- Born: 21 June 1928 Shimla, Punjab Province
- Died: 25 April 1994 (aged 65)
- Known for: Painting

= Jagdish Swaminathan =

Indian painter (1928–1994)

Jagdish Swaminathan (21 June 1928 – 25 April 1994) popularly known as J. Swaminathan was an Indian artist, painter, poet and writer. He played a role in the establishment of the Bharat Bhawan, a multi-art complex in Bhopal, in 1982, and served as the director of its Roopankar Art Museum till 1990. He discovered Jangarh Singh Shyam, a Gond tribal artist of Madhya Pradesh. He was a member of the Communist Party of India.

==Biography==
Swaminathan was born in Shimla on 21 June 1928. After schooling in Delhi, he joined a pre-medical course, but left the course and his home to run away to Kolkata, where he did odd jobs to earn living.
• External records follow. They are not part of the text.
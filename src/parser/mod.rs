//! Surface syntax → parse tree.
//!
//! The lexer is a chumsky scanner; the grammar itself is a hand-rolled
//! recursive-descent parser over the token stream, which keeps binding
//! variables (which need fresh ids from the [Context]) straightforward.

mod lexer;

use anyhow::Result;
use chumsky::Parser as _;

use lexer::{Kw, Token};

use crate::ast::ops::Func;
use crate::ast::pt::{dump, ColumnVar, PtExpr, PtExprKind, PtPath, PtPathKind};
use crate::context::{Context, DumpStage};
use crate::error::{Error, Reason, Span};
use crate::value::Value;

pub fn parse(ctx: &mut Context, source: &str) -> Result<PtExpr> {
    let tokens = lexer::lexer().parse(source).map_err(|errs| {
        let e = &errs[0];
        Error::new(Reason::Unexpected {
            found: match e.found() {
                Some(c) => format!("character `{}`", c),
                None => "end of input".to_string(),
            },
        })
        .with_span(Some(Span {
            start: e.span().start,
            end: e.span().end,
        }))
    })?;

    let mut p = TokenParser {
        ctx: &mut *ctx,
        tokens,
        pos: 0,
    };
    let expr = p.query()?;
    p.expect_end()?;

    ctx.add_dump(DumpStage::Parser, dump::dump(&expr));
    Ok(expr)
}

struct TokenParser<'a> {
    ctx: &'a mut Context,
    tokens: Vec<(Token, std::ops::Range<usize>)>,
    pos: usize,
}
He subsequently returned to Delhi and was appointed sub-editor of a Hindi short story magazine, and subsequently editor of Mazdoor Awaz magazine. Initially a member of the Congress Socialist Party, he joined the Communist Party of India in 1948.

He started taking evening classes at the Delhi Polytechnic, Kashmere Gate, training under artists Sailoz Mukherjee and Bhabesh Chandra Sanyal. However, he soon quit his art classes, unable to manage the stress of working during the day and attending art classes in the evenings. In 1957, he joined the Academy of Fine Arts in Warsaw. Upon his return to India in 1960, he held his first major exhibition, displaying his graphic prints and oil paintings alongside artists P. K. Razadan and N. Dixit. By the end of 1960s, he had left journalism to take up art full-time.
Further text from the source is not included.